Pakistani officials going to Vienna: Iranian uranium


VIENNA, Aug 21: The UN nuclear watchdog meets this week Pakistani officials to check its conclusions that highly enriched uranium particles found in Iran were from smuggled Pakistani centrifuge parts rather than enrichment work by Iran, diplomats said.

Pakistan had in May sent centrifuge parts to the Vienna headquarters of the watchdog International Atomic Energy Agency (IAEA) to enable it to compare microscopic traces of uranium on them with that found on equipment in Iran.

The IAEA has concluded that “the highly enriched uranium appears to emanate from Pakistan,” from the imported equipment and not from Iranian enrichment work, a Western diplomat close to the IAEA told AFP.

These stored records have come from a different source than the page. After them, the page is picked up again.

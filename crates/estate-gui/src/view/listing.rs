//! Property listing view.
//!
//! Layout, top to bottom:
//! - Header with the application title
//! - Search row: search box, price filter button, sort picker
//! - Price filter panel (when open)
//! - Result count
//! - Loading, failure, empty, or card grid content
//! - Pagination

use iced::widget::{Space, column, container, responsive, row, scrollable, text};
use iced::{Alignment, Element, Length, Theme};
use iced_fonts::lucide;

use estate_core::listing::{EMPTY_MESSAGE, LOAD_FAILED_MESSAGE};
use estate_core::{ListingContent, count_label, grid_columns};
use estate_model::{Property, SortOption};

use crate::component::{
    EmptyState, ErrorState, LoadingState, pagination, price_filter_button, price_filter_panel,
    property_card, search_box, sort_select,
};
use crate::message::{ListingMessage, Message, SearchMessage};
use crate::state::AppState;
use crate::theme::{CONTENT_MAX_WIDTH, EstateColors, SPACING_LG, SPACING_MD, SPACING_SM};

const SEARCH_PLACEHOLDER: &str = "Search by name, address, or price...";

fn search_message(msg: SearchMessage) -> Message {
    Message::Listing(ListingMessage::Search(msg))
}

// =============================================================================
// MAIN LISTING VIEW
// =============================================================================

/// Render the listing. The grid adapts its column count to the window width.
pub fn view_listing(state: &AppState) -> Element<'_, Message> {
    responsive(move |size| {
        let columns = grid_columns(size.width);

        let mut content = column![view_header(), view_toolbar(state)].spacing(SPACING_MD);

        if state.price_filter.is_open() {
            content = content.push(price_filter_panel(&state.price_filter));
        }

        let listing = state.catalog.content();
        if matches!(listing, ListingContent::Populated(_) | ListingContent::Empty) {
            content = content.push(view_count(state.catalog.result().total_count));
        }

        content = content.push(view_content(state, listing, columns));

        if !state.catalog.is_loading()
            && let Some(pages) = pagination(state.catalog.result(), |page| {
                Message::Listing(ListingMessage::PageSelected(page))
            })
        {
            content = content.push(container(pages).center_x(Length::Fill));
        }

        scrollable(
            container(content.max_width(CONTENT_MAX_WIDTH).padding(SPACING_LG))
                .center_x(Length::Fill),
        )
        .height(Length::Fill)
        .into()
    })
    .into()
}

// =============================================================================
// HEADER
// =============================================================================

fn view_header<'a>() -> Element<'a, Message> {
    let icon = container(lucide::house().size(24)).style(|theme: &Theme| container::Style {
        text_color: Some(theme.extended_palette().primary.base.color),
        ..Default::default()
    });

    let subtitle = text("Find your next property")
        .size(13)
        .style(|theme: &Theme| text::Style {
            color: Some(theme.estate().text_muted),
        });

    row![
        icon,
        column![text("Estate Studio").size(24), subtitle].spacing(2.0),
    ]
    .spacing(SPACING_SM)
    .align_y(Alignment::Center)
    .into()
}

// =============================================================================
// TOOLBAR
// =============================================================================

fn view_toolbar(state: &AppState) -> Element<'_, Message> {
    let search = search_box(
        state.search.text(),
        SEARCH_PLACEHOLDER,
        |text| search_message(SearchMessage::Changed(text)),
        search_message(SearchMessage::Submitted),
        search_message(SearchMessage::Cleared),
    );

    let sort = sort_select(
        state.catalog.controller().sort(),
        |sort| Message::Listing(ListingMessage::SortSelected(sort)),
        Message::Listing(ListingMessage::SortSelected(SortOption::Default)),
    );

    row![search, price_filter_button(&state.price_filter), sort]
        .spacing(SPACING_SM)
        .align_y(Alignment::Center)
        .into()
}

fn view_count<'a>(total: u64) -> Element<'a, Message> {
    text(count_label(total))
        .size(13)
        .style(|theme: &Theme| text::Style {
            color: Some(theme.estate().text_secondary),
        })
        .into()
}

// =============================================================================
// CONTENT
// =============================================================================

fn view_content<'a>(
    state: &'a AppState,
    listing: ListingContent<'a>,
    columns: usize,
) -> Element<'a, Message> {
    match listing {
        ListingContent::Loading => LoadingState::new("Loading properties").view(),
        ListingContent::Failed => {
            let mut error = ErrorState::new(LOAD_FAILED_MESSAGE)
                .retry(Message::Listing(ListingMessage::Retry));
            if let Some(reason) = state.catalog.failure() {
                error = error.message(reason);
            }
            error.view()
        }
        ListingContent::Empty => EmptyState::new(
            container(lucide::search_x().size(48)).style(|theme: &Theme| container::Style {
                text_color: Some(theme.estate().text_muted),
                ..Default::default()
            }),
            EMPTY_MESSAGE,
        )
        .description("Try a different search or widen the price range")
        .view(),
        ListingContent::Populated(items) => view_grid(state, &items, columns),
    }
}

/// Cards in rows of `columns`. The last row is padded so cards keep their
/// width.
fn view_grid<'a>(
    state: &'a AppState,
    items: &[&'a Property],
    columns: usize,
) -> Element<'a, Message> {
    let columns = columns.max(1);
    let rows = items.chunks(columns).map(|chunk| -> Element<'a, Message> {
        let mut cells = row![].spacing(SPACING_MD);
        for &property in chunk {
            let image = property
                .primary_image()
                .and_then(|url| state.card_images.get(url));
            cells = cells.push(
                container(property_card(property, image, &state.fallback_image))
                    .width(Length::FillPortion(1)),
            );
        }
        for _ in chunk.len()..columns {
            cells = cells.push(Space::new().width(Length::FillPortion(1)));
        }
        cells.into()
    });

    column(rows).spacing(SPACING_MD).into()
}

Enriched uranium, made by passing a uranium gas through a series, or cascade, of centrifuge machines, can be fuel for civilian nuclear power reactors or, in highly refined form, the raw material for atom bombs.

The diplomat said on Saturday that a “Pakistani delegation is coming to Vienna to begin talks on Monday with IAEA safeguards officials to review the IAEA findings.”

The IAEA’s ruling out that Iran was doing work that could have produced weapons-grade uranium “will be seen by those in favour of Iran as another checkmark in their column” to back up Tehran’s rebuttals of US charges that it is secretly developing nuclear weapons, the diplomat said.

The father of Pakistan’s atomic bomb, Dr Abdul Qadeer Khan, has admitted to running an international nuclear black market ring that supplied Iran with atomic technology and parts.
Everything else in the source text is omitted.